HB 4467 — Summary and Analysis
Overview
- Name: Protecting Minors from Chemical and Surgical Mutilation Act
- Purpose: Prohibit chemical and surgical gender-transition procedures or treatments for minors; establish remedies and enforcement mechanisms.
- Status: Introduced May 7, 2025; referred to the Health Policy committee. Related companion bills exist (SB 465, SB 1333, HB 414, HB 3003).
What the bill would do
- Prohibit certain gender-transition practices for minors (under 18, not emancipated) by health care professionals.
- Create civil remedies, including damages and injunctive relief, and authorize enforcement actions by the Attorney General.
Key provisions and scope
- Prohibited practices (Sec. 5(1)):
- Puberty suppression or maturation-altering therapies: prescribing or administering gonadotropin-releasing hormone (GnRH) analogues or other drugs that stop LH/FSH secretion, synthetic antiandrogens, or any drug to suppress or delay puberty.
- Hormone therapy beyond typical endogenous production: prescribing testosterone, estrogen, or progesterone in amounts greater than what a healthy minor of the same age/sex would normally produce.
- Sterilizing surgeries: including castration, vasectomy, hysterectomy, oophorectomy, orchiectomy, penectomy.
- Genitalia-altering surgeries: metoidioplasty, phalloplasty, vaginoplasty.
- Removal of healthy or nondiseased tissue or body part.
- Exceptions (Sec. 5(2)):
- Minor with medically verifiable disorder of sex development (DSD), including cases with atypical virilization/undervirilization or mixed gonadal tissue.
- Minor diagnosed with DSD where genetic/biochemical testing shows non-normal sex chromosomes, sex steroid production, or sex steroid action.
- Treatment of infection, injury, disease, or disorder caused or worsened by a gender-transition procedure, regardless of compliance with other laws.

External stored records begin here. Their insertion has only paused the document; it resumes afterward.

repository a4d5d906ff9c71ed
//! Business logic services

pub mod books;

use crate::repository::Repository;

/// Container for all services
#[derive(Clone)]
pub struct Services {
    pub books: books::BooksService,
}

impl Services {
    /// Create all services with the given repository
    pub fn new(repository: Repository) -> Self {
        Self {
            books: books::BooksService::new(repository),
        }
    }
}
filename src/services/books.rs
//! Books service
//!
//! Composition layer over the repository: translates empty results and
//! zero-affected-row counts into `NotFound`, and leaves everything else to
//! propagate as the typed failure it already is.

use crate::{
    error::{AppError, AppResult},
    models::book::{Book, BookUpdate, NewBook},
    repository::Repository,
};

#[derive(Clone)]
pub struct BooksService {
    repository: Repository,
}

impl BooksService {
    pub fn new(repository: Repository) -> Self {
        Self { repository }
    }

    /// Add a book. A duplicate id surfaces as a constraint violation.
    pub async fn create(&self, book: &NewBook) -> AppResult<()> {
        self.repository.books.insert(book).await?;
        tracing::info!(id = book.id, "Book added");
        Ok(())
    }

    /// List all books (empty list when the catalog is empty)
    pub async fn list_all(&self) -> AppResult<Vec<Book>> {
        self.repository.books.list_all().await
    }

    /// All book ids
    pub async fn list_ids(&self) -> AppResult<Vec<i64>> {
        self.repository.books.list_ids().await
    }

    /// All book titles
    pub async fn list_titles(&self) -> AppResult<Vec<String>> {
        self.repository.books.list_titles().await
    }

    /// Get book by id
    pub async fn get_by_id(&self, id: i64) -> AppResult<Book> {
        self.repository
            .books
            .get_by_id(id)
            .await?
            .ok_or_else(|| AppError::NotFound("Book not found.".to_string()))
    }

    /// Get the first book matching a title
    pub async fn get_by_title(&self, title: &str) -> AppResult<Book> {
        self.repository
            .books
            .get_by_title(title)
            .await?
            .ok_or_else(|| {
                AppError::NotFound("No books found for the given title.".to_string())
            })
    }

    /// All books by an author
    pub async fn get_by_author(&self, author: &str) -> AppResult<Vec<Book>> {
        let books = self.repository.books.list_by_author(author).await?;
        if books.is_empty() {
            return Err(AppError::NotFound(
                "No books found for the given author.".to_string(),
            ));
        }
        Ok(books)
    }

    /// All books in a category
    pub async fn get_by_category(&self, category: &str) -> AppResult<Vec<Book>> {
        let books = self.repository.books.list_by_category(category).await?;
        if books.is_empty() {
            return Err(AppError::NotFound(
                "No books found for the given category.".to_string(),
            ));
        }
        Ok(books)
    }

    /// Batch lookup; ids that do not exist are simply absent from the result,
    /// but a fully-missing batch is a not-found condition.
    pub async fn get_by_ids(&self, ids: &[i64]) -> AppResult<Vec<Book>> {
        let books = self.repository.books.list_by_ids(ids).await?;
        if books.is_empty() {
            return Err(AppError::NotFound(
                "No books found for the given IDs.".to_string(),
            ));
        }
        Ok(books)
    }

    /// Books currently available (may be empty)
    pub async fn list_available(&self) -> AppResult<Vec<Book>> {
        self.repository.books.list_available().await
    }

    /// Titles at the most recent publication year (may be empty)
    pub async fn recent(&self) -> AppResult<Vec<String>> {
        self.repository.books.recent_titles().await
    }

    /// Titles at the highest rating (may be empty)
    pub async fn top_rated(&self) -> AppResult<Vec<String>> {
        self.repository.books.top_rated_titles().await
    }

    /// Partial update. `NoUpdatesProvided` when no field is supplied;
    /// `NotFound` when the id matched no row.
    pub async fn update(&self, id: i64, update: &BookUpdate) -> AppResult<()> {
        let affected = self.repository.books.update(id, update).await?;
        if affected == 0 {
            return Err(AppError::NotFound("Book not found.".to_string()));
        }
        tracing::info!(id, "Book updated");
        Ok(())
    }

    /// Delete by id. `NotFound` when the id matched no row.
    pub async fn delete_by_id(&self, id: i64) -> AppResult<()> {
        let affected = self.repository.books.delete_by_id(id).await?;
        if affected == 0 {
            return Err(AppError::NotFound("Book not found.".to_string()));
        }
        tracing::info!(id, "Book deleted");
        Ok(())
    }

    /// Delete by title. Removes every matching row (titles are not unique);
    /// the affected count is returned so callers can report it.
    pub async fn delete_by_title(&self, title: &str) -> AppResult<u64> {
        let affected = self.repository.books.delete_by_title(title).await?;
        if affected == 0 {
            return Err(AppError::NotFound("Book not found.".to_string()));
        }
        tracing::info!(title, affected, "Books deleted by title");
        Ok(affected)
    }

    /// Readiness probe passthrough
    pub async fn ping(&self) -> AppResult<()> {
        self.repository.db.ping().await
    }
}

- Emergency procedures for imminent death or major bodily function impairment when necessary to treat a physical disorder or injury, as certified by a physician.
- Definitions (Sec. 3):
- Carefully defines terms such as “Female,” “Male,” “Minor,” “Sex,” “Health care professional,” and “Person.”

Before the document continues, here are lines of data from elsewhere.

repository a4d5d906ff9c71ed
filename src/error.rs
//! Error types for Libris server

use axum::{
    http::StatusCode,
    response::{IntoResponse, Response},
    Json,
};
use serde::Serialize;
use thiserror::Error;

/// Main application error type
#[derive(Error, Debug)]
pub enum AppError {
    #[error("Not found: {0}")]
    NotFound(String),

    #[error("No updates provided.")]
    NoUpdatesProvided,

    #[error("Connection pool exhausted")]
    PoolExhausted,

    #[error("Constraint violation: {0}")]
    ConstraintViolation(String),

    #[error("Transient I/O error: {0}")]
    TransientIo(String),

    #[error("Bad request: {0}")]
    BadRequest(String),

    #[error("Database error: {0}")]
    Database(sqlx::Error),
}

impl From<sqlx::Error> for AppError {
    fn from(err: sqlx::Error) -> Self {
        match err {
            // Bounded pool acquisition gave up, or the pool was drained.
            sqlx::Error::PoolTimedOut | sqlx::Error::PoolClosed => AppError::PoolExhausted,
            sqlx::Error::Database(db) if db.is_unique_violation() => {
                AppError::ConstraintViolation(db.message().to_string())
            }
            sqlx::Error::Io(e) => AppError::TransientIo(e.to_string()),
            other => AppError::Database(other),
        }
    }
}

/// Error response body
#[derive(Serialize, utoipa::ToSchema)]
pub struct ErrorResponse {
    pub error: String,
    pub message: String,
}

impl IntoResponse for AppError {
    fn into_response(self) -> Response {
        let (status, error, message) = match &self {
            AppError::NotFound(msg) => (StatusCode::NOT_FOUND, "not_found", msg.clone()),
            AppError::NoUpdatesProvided => (
                StatusCode::BAD_REQUEST,
                "no_updates_provided",
                self.to_string(),
            ),
            AppError::PoolExhausted => {
                tracing::warn!("Connection pool exhausted");
                (
                    StatusCode::SERVICE_UNAVAILABLE,
                    "pool_exhausted",
                    "No database connection available".to_string(),
                )
            }
            AppError::ConstraintViolation(msg) => {
                (StatusCode::CONFLICT, "constraint_violation", msg.clone())
            }
            AppError::TransientIo(msg) => {
                tracing::error!("Transient database I/O error: {}", msg);
                (
                    StatusCode::BAD_GATEWAY,
                    "transient_io",
                    "Database I/O error".to_string(),
                )
            }
            AppError::BadRequest(msg) => (StatusCode::BAD_REQUEST, "bad_request", msg.clone()),
            AppError::Database(e) => {
                tracing::error!("Database error: {:?}", e);
                (
                    StatusCode::INTERNAL_SERVER_ERROR,
                    "db_failure",
                    "Database error".to_string(),
                )
            }
        };

        let body = Json(ErrorResponse {
            error: error.to_string(),
            message,
        });

        (status, body).into_response()
    }
}

/// Result type alias for application operations
pub type AppResult<T> = Result<T, AppError>;
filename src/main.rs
//! Libris Server - Library Catalog Service
//!
//! A Rust REST API server for a book catalog.

use std::net::SocketAddr;
use std::sync::Arc;

use tracing_subscriber::{layer::SubscriberExt, util::SubscriberInitExt};

use libris_server::{
    api,
    config::AppConfig,
    db::Db,
    repository::Repository,
    services::Services,
    AppState,
};

#[tokio::main]
async fn main() -> anyhow::Result<()> {
    // Load environment variables from .env file
    dotenvy::dotenv().ok();

    // Load configuration
    let config = AppConfig::load().expect("Failed to load configuration");

    // Initialize tracing
    let filter = tracing_subscriber::EnvFilter::try_from_default_env().unwrap_or_else(|_| {
        format!("libris_server={},tower_http=debug", config.logging.level).into()
    });

    tracing_subscriber::registry()
        .with(filter)
        .with(tracing_subscriber::fmt::layer())
        .init();

    tracing::info!("Starting Libris Server v{}", env!("CARGO_PKG_VERSION"));

    // Create database connection pool
    let db = Db::connect(&config.database)
        .await
        .expect("Failed to connect to database");

    tracing::info!("Connected to database");

    // Run migrations
    sqlx::migrate!("./migrations")
        .run(db.pool())
        .await
        .expect("Failed to run database migrations");

    tracing::info!("Database migrations completed");

    // Save server address before moving config
    let server_host = config.server.host.clone();
    let server_port = config.server.port;

    // Create repository and services
    let repository = Repository::new(db.clone());
    let services = Services::new(repository);

    // Create application state
    let state = AppState {
        config: Arc::new(config),
        services: Arc::new(services),
    };

    // Build router
    let app = api::router(state);

    // Start server
    let addr = SocketAddr::new(
        server_host.parse().expect("Invalid host address"),
        server_port,
    );

    tracing::info!("Server listening on http://{}", addr);

    let listener = tokio::net::TcpListener::bind(addr).await?;
    axum::serve(listener, app)
        .with_graceful_shutdown(shutdown_signal())
        .await?;

    // Drain the pool before exiting so no connection outlives the server
    db.close().await;
    tracing::info!("Connection pool drained, goodbye");

    Ok(())
}

/// Resolve on SIGINT or SIGTERM
async fn shutdown_signal() {
    let ctrl_c = async {
        tokio::signal::ctrl_c()
            .await
            .expect("Failed to install Ctrl+C handler");
    };

    #[cfg(unix)]
    let terminate = async {
        tokio::signal::unix::signal(tokio::signal::unix::SignalKind::terminate())
            .expect("Failed to install SIGTERM handler")
            .recv()
            .await;
    };

    #[cfg(not(unix))]
    let terminate = std::future::pending::<()>();

    tokio::select! {
        _ = ctrl_c => {},
        _ = terminate => {},
    }

    tracing::info!("Shutdown signal received");
}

- Treats “Sex” as the immutable biological classification, and confines “Health care professional” to licensed/authorized individuals under Michigan’s Public Health Code.
Enforcement, remedies, and timeline
- Remedies (Sec. 7):
- Civil actions for injunctive relief, damages, and other proper remedies.

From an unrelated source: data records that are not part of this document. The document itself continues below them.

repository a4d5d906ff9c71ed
//! Books API endpoints

use axum::{
    extract::{Path, Query, State},
    http::StatusCode,
    Json,
};
use serde::{Deserialize, Serialize};
use utoipa::{IntoParams, ToSchema};

use crate::{
    error::{AppError, AppResult},
    models::book::{Book, BookUpdate, NewBook},
    AppState,
};

/// Confirmation message body
#[derive(Serialize, ToSchema)]
pub struct MessageResponse {
    pub message: String,
}

/// Full catalog listing
#[derive(Serialize, ToSchema)]
pub struct BooksResponse {
    pub books: Vec<Book>,
}

/// Available books listing
#[derive(Serialize, ToSchema)]
pub struct AvailableBooksResponse {
    pub available_books: Vec<Book>,
}

#[derive(Debug, Deserialize, IntoParams)]
pub struct TitleQuery {
    pub title: String,
}

#[derive(Debug, Deserialize, IntoParams)]
pub struct AuthorQuery {
    pub author: String,
}

#[derive(Debug, Deserialize, IntoParams)]
pub struct CategoryQuery {
    pub category: String,
}

/// Comma-separated id list, e.g. `book_ids=1,2,3`
#[derive(Debug, Deserialize, IntoParams)]
pub struct BookIdsQuery {
    pub book_ids: String,
}

/// Service banner
pub async fn index() -> Json<serde_json::Value> {
    Json(serde_json::json!({ "task": "Welcome to Library Management" }))
}

/// Add a book to the catalog
#[utoipa::path(
    post,
    path = "/books/",
    tag = "books",
    request_body = NewBook,
    responses(
        (status = 201, description = "Book added", body = MessageResponse),
        (status = 409, description = "A book with this id already exists")
    )
)]
pub async fn create_book(
    State(state): State<AppState>,
    Json(book): Json<NewBook>,
) -> AppResult<(StatusCode, Json<MessageResponse>)> {
    state.services.books.create(&book).await?;
    Ok((
        StatusCode::CREATED,
        Json(MessageResponse {
            message: "Book added successfully.".to_string(),
        }),
    ))
}

/// List the whole catalog
#[utoipa::path(
    get,
    path = "/books/all",
    tag = "books",
    responses(
        (status = 200, description = "All books", body = BooksResponse)
    )
)]
pub async fn get_books(State(state): State<AppState>) -> AppResult<Json<BooksResponse>> {
    let books = state.services.books.list_all().await?;
    Ok(Json(BooksResponse { books }))
}

/// List all book ids
#[utoipa::path(
    get,
    path = "/books/ids",
    tag = "books",
    responses(
        (status = 200, description = "All book ids", body = Vec<i64>)
    )
)]
pub async fn get_ids(State(state): State<AppState>) -> AppResult<Json<Vec<i64>>> {
    let ids = state.services.books.list_ids().await?;
    Ok(Json(ids))
}

/// List all book titles
#[utoipa::path(
    get,
    path = "/books/books",
    tag = "books",
    responses(
        (status = 200, description = "All book titles", body = Vec<String>)
    )
)]
pub async fn get_titles(State(state): State<AppState>) -> AppResult<Json<Vec<String>>> {
    let titles = state.services.books.list_titles().await?;
    Ok(Json(titles))
}

/// Find a book by title (first match)
#[utoipa::path(
    get,
    path = "/books/title/",
    tag = "books",
    params(TitleQuery),
    responses(
        (status = 200, description = "Book found", body = Book),
        (status = 404, description = "No book with this title")
    )
)]
pub async fn get_book_by_title(
    State(state): State<AppState>,
    Query(query): Query<TitleQuery>,
) -> AppResult<Json<Book>> {
    let book = state.services.books.get_by_title(&query.title).await?;
    Ok(Json(book))
}

/// Find books by author
#[utoipa::path(
    get,
    path = "/books/author/",
    tag = "books",
    params(AuthorQuery),
    responses(
        (status = 200, description = "Books found", body = Vec<Book>),
        (status = 404, description = "No books by this author")
    )
)]
pub async fn get_books_by_author(
    State(state): State<AppState>,
    Query(query): Query<AuthorQuery>,
) -> AppResult<Json<Vec<Book>>> {
    let books = state.services.books.get_by_author(&query.author).await?;
    Ok(Json(books))
}

/// Find books by category
#[utoipa::path(
    get,
    path = "/books/category/",
    tag = "books",
    params(CategoryQuery),
    responses(
        (status = 200, description = "Books found", body = Vec<Book>),
        (status = 404, description = "No books in this category")
    )
)]
pub async fn get_books_by_category(
    State(state): State<AppState>,
    Query(query): Query<CategoryQuery>,
) -> AppResult<Json<Vec<Book>>> {
    let books = state.services.books.get_by_category(&query.category).await?;
    Ok(Json(books))
}

/// List available books (status "AV"); empty list when none
#[utoipa::path(
    get,
    path = "/books/available",
    tag = "books",
    responses(
        (status = 200, description = "Available books", body = AvailableBooksResponse)
    )
)]
pub async fn get_available_books(
    State(state): State<AppState>,
) -> AppResult<Json<AvailableBooksResponse>> {
    let available_books = state.services.books.list_available().await?;
    Ok(Json(AvailableBooksResponse { available_books }))
}

/// Titles of the most recently published books
#[utoipa::path(
    get,
    path = "/books/recent",
    tag = "books",
    responses(
        (status = 200, description = "Most recent titles", body = Vec<String>)
    )
)]
pub async fn get_recent_books(State(state): State<AppState>) -> AppResult<Json<Vec<String>>> {
    let titles = state.services.books.recent().await?;
    Ok(Json(titles))
}

/// Get a book by id
#[utoipa::path(
    get,
    path = "/books/{id}",
    tag = "books",
    params(("id" = i64, Path, description = "Book id")),
    responses(
        (status = 200, description = "Book found", body = Book),
        (status = 404, description = "Book not found")
    )
)]
pub async fn get_book(
    State(state): State<AppState>,
    Path(id): Path<i64>,
) -> AppResult<Json<Book>> {
    let book = state.services.books.get_by_id(id).await?;
    Ok(Json(book))
}

/// Batch lookup by comma-separated ids
#[utoipa::path(
    get,
    path = "/books/",
    tag = "books",
    params(BookIdsQuery),
    responses(
        (status = 200, description = "Books found", body = Vec<Book>),
        (status = 400, description = "Unparsable id list"),
        (status = 404, description = "None of the ids exist")
    )
)]
pub async fn get_books_by_ids(
    State(state): State<AppState>,
    Query(query): Query<BookIdsQuery>,
) -> AppResult<Json<Vec<Book>>> {
    let ids = parse_id_list(&query.book_ids)?;
    let books = state.services.books.get_by_ids(&ids).await?;
    Ok(Json(books))
}

/// Partially update a book; only supplied fields change
#[utoipa::path(
    put,
    path = "/books/{id}",
    tag = "books",
    params(("id" = i64, Path, description = "Book id")),
    request_body = BookUpdate,
    responses(
        (status = 200, description = "Book updated", body = MessageResponse),
        (status = 400, description = "No updates provided"),
        (status = 404, description = "Book not found")
    )
)]
pub async fn update_book(
    State(state): State<AppState>,
    Path(id): Path<i64>,
    Json(update): Json<BookUpdate>,
) -> AppResult<Json<MessageResponse>> {
    state.services.books.update(id, &update).await?;
    Ok(Json(MessageResponse {
        message: "Book updated successfully.".to_string(),
    }))
}

/// Delete a book by id
#[utoipa::path(
    delete,
    path = "/books/del/{id}",
    tag = "books",
    params(("id" = i64, Path, description = "Book id")),
    responses(
        (status = 200, description = "Book deleted", body = MessageResponse),
        (status = 404, description = "Book not found")
    )
)]
pub async fn delete_book(
    State(state): State<AppState>,
    Path(id): Path<i64>,
) -> AppResult<Json<MessageResponse>> {
    state.services.books.delete_by_id(id).await?;
    Ok(Json(MessageResponse {
        message: "Book deleted successfully.".to_string(),
    }))
}

/// Delete every book with a matching title
#[utoipa::path(
    delete,
    path = "/delete",
    tag = "books",
    params(TitleQuery),
    responses(
        (status = 200, description = "Books deleted", body = MessageResponse),
        (status = 404, description = "No book with this title")
    )
)]
pub async fn delete_book_by_title(
    State(state): State<AppState>,
    Query(query): Query<TitleQuery>,
) -> AppResult<Json<MessageResponse>> {
    state.services.books.delete_by_title(&query.title).await?;
    Ok(Json(MessageResponse {
        message: "Book deleted successfully.".to_string(),
    }))
}

/// Titles of the top-rated books
#[utoipa::path(
    get,
    path = "/favo",
    tag = "books",
    responses(
        (status = 200, description = "Top-rated titles", body = Vec<String>)
    )
)]
pub async fn get_recommendations(State(state): State<AppState>) -> AppResult<Json<Vec<String>>> {
    let titles = state.services.books.top_rated().await?;
    Ok(Json(titles))
}

fn parse_id_list(raw: &str) -> AppResult<Vec<i64>> {
    raw.split(',')
        .map(str::trim)
        .filter(|part| !part.is_empty())
        .map(|part| {
            part.parse::<i64>()
                .map_err(|_| AppError::BadRequest(format!("Invalid book id: {part}")))
        })
        .collect()
}

#[cfg(test)]
mod tests {
    use super::parse_id_list;

    #[test]
    fn parses_comma_separated_ids() {
        assert_eq!(parse_id_list("1,2,3").unwrap(), vec![1, 2, 3]);
        assert_eq!(parse_id_list(" 4 , 5 ").unwrap(), vec![4, 5]);
    }

    #[test]
    fn rejects_non_numeric_ids() {
        assert!(parse_id_list("1,x").is_err());
    }
}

- Generally two-year statute of limitations from accrual; individuals harmed as minors may sue after turning 18 but no later than age 38.
- Prevailing plaintiffs are entitled to reasonable costs and attorney fees.
- Exhaustion of administrative remedies is not a defense.
- Enforcement (Sec. 8):
- The Michigan Attorney General may bring enforcement actions to uphold the act.
Impact and considerations
- Who is affected: Minors under 18, families seeking gender-affirming care, health care professionals and clinics, health systems, and insurers operating in Michigan.
- Practical effects: Creates a statutory prohibition on specific chemical and surgical procedures for minors and provides a clear pathway for lawsuits and AG enforcement.
- Context: Part of ongoing legislative activity with companion bills in the Senate and House.
Notes
- The bill would apply subject to the stated exceptions for DSD cases and emergency medical circumstances. Next steps include committee review and potential amendments before floor consideration.